Bediüzzaman ve Risale-i Nur-20

Ebubekir Sifil[dosya], 2011, 2011 Yılı, Bediüzzaman ve Risale-i Nur, Gazete Yazıları, Ocak 2011, Ocak Ayı 2011 OS, Okuyucu Soruları, Şahıslar, Said Nursi

S–22) Abdülhamit ve Sait Nursi, yaşantıları göz önünde bulundurulup kıyaslandığında üstünlük bakımından hangisi daha üstün olabilir? Neden?

Bunun yanlış sorulmuş bir soru olduğunu düşünüyorum. Bizler o insanların hangisinin Allah indinde daha üstün olduğunu tayin ve tesbit mevkiinde değiliz. Herhangi bir hadisede birinin haklı, diğerinin haksız olduğunu –zahir-i hale bakarak– söyleyebiliriz. Ama birinin diğerinden üstün olduğunu söylemek bize düşmez.

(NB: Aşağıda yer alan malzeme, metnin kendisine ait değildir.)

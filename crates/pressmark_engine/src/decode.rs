use chardetng::EncodingDetector;
use encoding_rs::Encoding;
use once_cell::sync::Lazy;
use regex::bytes::Regex;

static XML_ENCODING: Lazy<Regex> = Lazy::new(|| {
    Regex::new(r#"^\s*<\?xml[^>]*\sencoding\s*=\s*["']([A-Za-z0-9._:-]+)["']"#)
        .expect("valid xml declaration pattern")
});

/// How far into the file the XML declaration is looked for.
const DECLARATION_WINDOW: usize = 256;

#[derive(Debug, Clone, PartialEq, Eq)]
pub struct DecodedExport {
    pub text: String,
    pub encoding_label: String,
}

#[derive(Debug, thiserror::Error, PartialEq, Eq)]
pub enum DecodeError {
    #[error("failed to decode bytes with {encoding}: {message}")]
    DecodeFailure { encoding: String, message: String },
}

/// Decode raw export bytes into UTF-8 using: BOM -> XML declaration -> chardetng fallback.
pub fn decode_export(bytes: &[u8]) -> Result<DecodedExport, DecodeError> {
    if let Some((encoding, bom_len)) = Encoding::for_bom(bytes) {
        return decode_with(&bytes[bom_len..], encoding);
    }

    if let Some(enc) = declared_encoding(bytes) {
        return decode_with(bytes, enc);
    }

    let mut detector = EncodingDetector::new();
    detector.feed(bytes, true);
    let enc = detector.guess(None, true);
    decode_with(bytes, enc)
}

fn declared_encoding(bytes: &[u8]) -> Option<&'static Encoding> {
    let window = &bytes[..bytes.len().min(DECLARATION_WINDOW)];
    let label = XML_ENCODING.captures(window)?.get(1)?;
    Encoding::for_label(label.as_bytes())
}

fn decode_with(bytes: &[u8], enc: &'static Encoding) -> Result<DecodedExport, DecodeError> {
    let (text, _, had_errors) = enc.decode(bytes);
    if had_errors {
        return Err(DecodeError::DecodeFailure {
            encoding: enc.name().to_string(),
            message: "malformed byte sequence".into(),
        });
    }
    Ok(DecodedExport {
        text: text.into_owned(),
        encoding_label: enc.name().to_string(),
    })
}
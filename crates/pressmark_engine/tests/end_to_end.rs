use std::path::Path;
use std::sync::Arc;

use pressmark_core::{ExportConfig, Settings};
use pressmark_engine::{
    build_records, read_export, write_run_report, FetchSettings, Materializer, MarkdownTranslator,
    ReqwestFetcher, RunSummary, TranslateOptions,
};
use pretty_assertions::assert_eq;
use wiremock::matchers::{header, method};
use wiremock::{Mock, MockServer, ResponseTemplate};

const FIXTURE: &str = include_str!("fixtures/export.xml");

async fn asset_server() -> MockServer {
    let server = MockServer::start().await;
    Mock::given(method("GET"))
        .and(header("user-agent", "wordpress-export-to-markdown"))
        .respond_with(ResponseTemplate::new(200).set_body_bytes(b"asset".to_vec()))
        .mount(&server)
        .await;
    server
}

async fn run(server: &MockServer, work: &Path, config: ExportConfig) -> RunSummary {
    pressmark_logging::initialize_for_tests();
    let input = work.join("export.xml");
    std::fs::write(&input, FIXTURE.replace("https://example.com", &server.uri())).unwrap();
    let config = ExportConfig { input, ..config };
    let settings = Settings {
        markdown_file_write_delay_ms: 0,
        image_file_request_delay_ms: 0,
        ..Settings::default()
    };

    let doc = read_export(&config.input).unwrap();
    let translator = MarkdownTranslator::new(TranslateOptions::from_config(&config));
    let records = build_records(&doc, &config, &settings, &translator).unwrap();
    let fetcher = Arc::new(ReqwestFetcher::new(FetchSettings::from_settings(&settings)));
    Materializer::new(config, settings, fetcher)
        .write_all(&records)
        .await
        .unwrap()
}

fn header_block(path: &Path) -> String {
    let contents = std::fs::read_to_string(path).unwrap();
    let end = contents.rfind("---").unwrap() + 3;
    contents[..end].to_string()
}

#[tokio::test]
async fn exports_site_with_other_types() {
    let server = asset_server().await;
    let work = tempfile::tempdir().unwrap();
    let out = work.path().join("content");
    let config = ExportConfig {
        output: out.clone(),
        post_folders: false,
        include_other_types: true,
        ..ExportConfig::default()
    };

    let summary = run(&server, work.path(), config).await;

    assert_eq!(summary.failed(), 0, "{summary:?}");
    assert_eq!(summary.records, 6);
    assert_eq!(summary.markdown.succeeded, 6);
    assert_eq!(summary.assets.succeeded, 4);

    assert_eq!(
        header_block(&out.join("blog/nicomachean-ethics-by-aristotle.md")),
        "---\ntitle: \"Nicomachean Ethics by Aristotle\"\ncreated: 2022-12-07\n\
         categories: \n  - developer\n  - digital-nomad\n\
         tags: \n  - climate-change\n  - data\n\
         authors: \n  - rufus6922c5bca9\n\
         image: /assets/images/70eac-img_5-min.png\n---"
    );
    assert_eq!(
        header_block(&out.join("page/sample-page.md")),
        "---\ntitle: \"Home\"\ncreated: 2022-12-07\nauthors: \n  - rufus6922c5bca9\n---"
    );
    assert!(out.join("recipe/lentil-soup.md").exists());
    assert!(out.join("assets/hexagonal.pdf").exists());
    assert!(out.join("assets/images/70eac-img_5-min.png").exists());
    assert!(out.join("assets/images/inline.jpg").exists());
    assert!(out.join("assets/images/map.png").exists());
    assert!(!out.join("assets/images/bundle.zip").exists());
}

#[tokio::test]
async fn author_files_are_named_by_their_id() {
    let server = asset_server().await;
    let work = tempfile::tempdir().unwrap();
    let out = work.path().join("content");
    let config = ExportConfig {
        output: out.clone(),
        post_folders: false,
        include_other_types: true,
        save_attached_images: false,
        save_scraped_images: false,
        ..ExportConfig::default()
    };

    run(&server, work.path(), config).await;

    let mut stems = Vec::new();
    for entry in std::fs::read_dir(out.join("authors")).unwrap() {
        let path = entry.unwrap().path();
        let stem = path.file_stem().unwrap().to_string_lossy().to_string();
        let contents = std::fs::read_to_string(&path).unwrap();
        assert!(contents.contains(&format!("\nid: {stem}\n")), "{contents}");
        let name = contents
            .lines()
            .find_map(|l| l.strip_prefix("name: "))
            .unwrap_or_default();
        assert!(!name.trim().is_empty(), "{contents}");
        stems.push(stem);
    }
    stems.sort();
    assert_eq!(stems, vec!["janedoe", "rufus6922c5bca9"]);
    assert_eq!(
        std::fs::read_to_string(out.join("authors/janedoe.md")).unwrap(),
        "---\nid: janedoe\nname: Jane Doe\n---\n"
    );
}

#[tokio::test]
async fn folder_mode_and_rerun_are_idempotent() {
    let server = asset_server().await;
    let work = tempfile::tempdir().unwrap();
    let out = work.path().join("content");
    let config = ExportConfig {
        output: out.clone(),
        ..ExportConfig::default()
    };

    let first = run(&server, work.path(), config.clone()).await;
    assert_eq!(first.markdown.succeeded, 2);
    assert!(out
        .join("nicomachean-ethics-by-aristotle/index.md")
        .exists());

    let requests_after_first = server.received_requests().await.unwrap().len();
    let second = run(&server, work.path(), config).await;
    assert_eq!(second.markdown.succeeded, 0);
    assert_eq!(second.markdown.skipped, 2);
    assert_eq!(second.assets.skipped, first.assets.succeeded);
    assert_eq!(
        server.received_requests().await.unwrap().len(),
        requests_after_first
    );

    let report = work.path().join("report.json");
    write_run_report(&second, &report).unwrap();
    let json: serde_json::Value =
        serde_json::from_str(&std::fs::read_to_string(&report).unwrap()).unwrap();
    assert_eq!(json["markdown"]["skipped"], 2);
}

#[tokio::test]
async fn unpublished_drafts_land_in_the_drafts_folder() {
    let server = asset_server().await;
    let work = tempfile::tempdir().unwrap();
    let out = work.path().join("content");
    let config = ExportConfig {
        output: out.clone(),
        post_folders: false,
        year_folders: true,
        include_draft_posts: true,
        ..ExportConfig::default()
    };

    let summary = run(&server, work.path(), config).await;

    assert_eq!(summary.failed(), 0, "{summary:?}");
    assert_eq!(summary.markdown.succeeded, 4);
    assert!(out.join("drafts/2022/half-formed-thoughts.md").exists());
    assert_eq!(
        std::fs::read_to_string(out.join("drafts/16.md")).unwrap(),
        "---\ntitle: \"Someday\"\nauthors: \n  - janedoe\n---\n\nSomeday.\n"
    );
}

S–23) Sait Nursinin siyaset konusundaki açıklaması doğru bir açıklama mıdır? Kastedilen nedir? Günümüzdeki siyasetten uzak durma manasında anlaşılıp uğraşılmaması ne kadar doğru bir davranıştır? Yanlış ise neden yanlış bir uygulamadır?

Bediüzzaman’ın “siyaset”e bakışını doğru tesbit etmek için onun bu kelimeye nasıl bir anlam yüklediğine ve kelimenin geçtiği bağlamlara dikkatlice bakmak gerekir.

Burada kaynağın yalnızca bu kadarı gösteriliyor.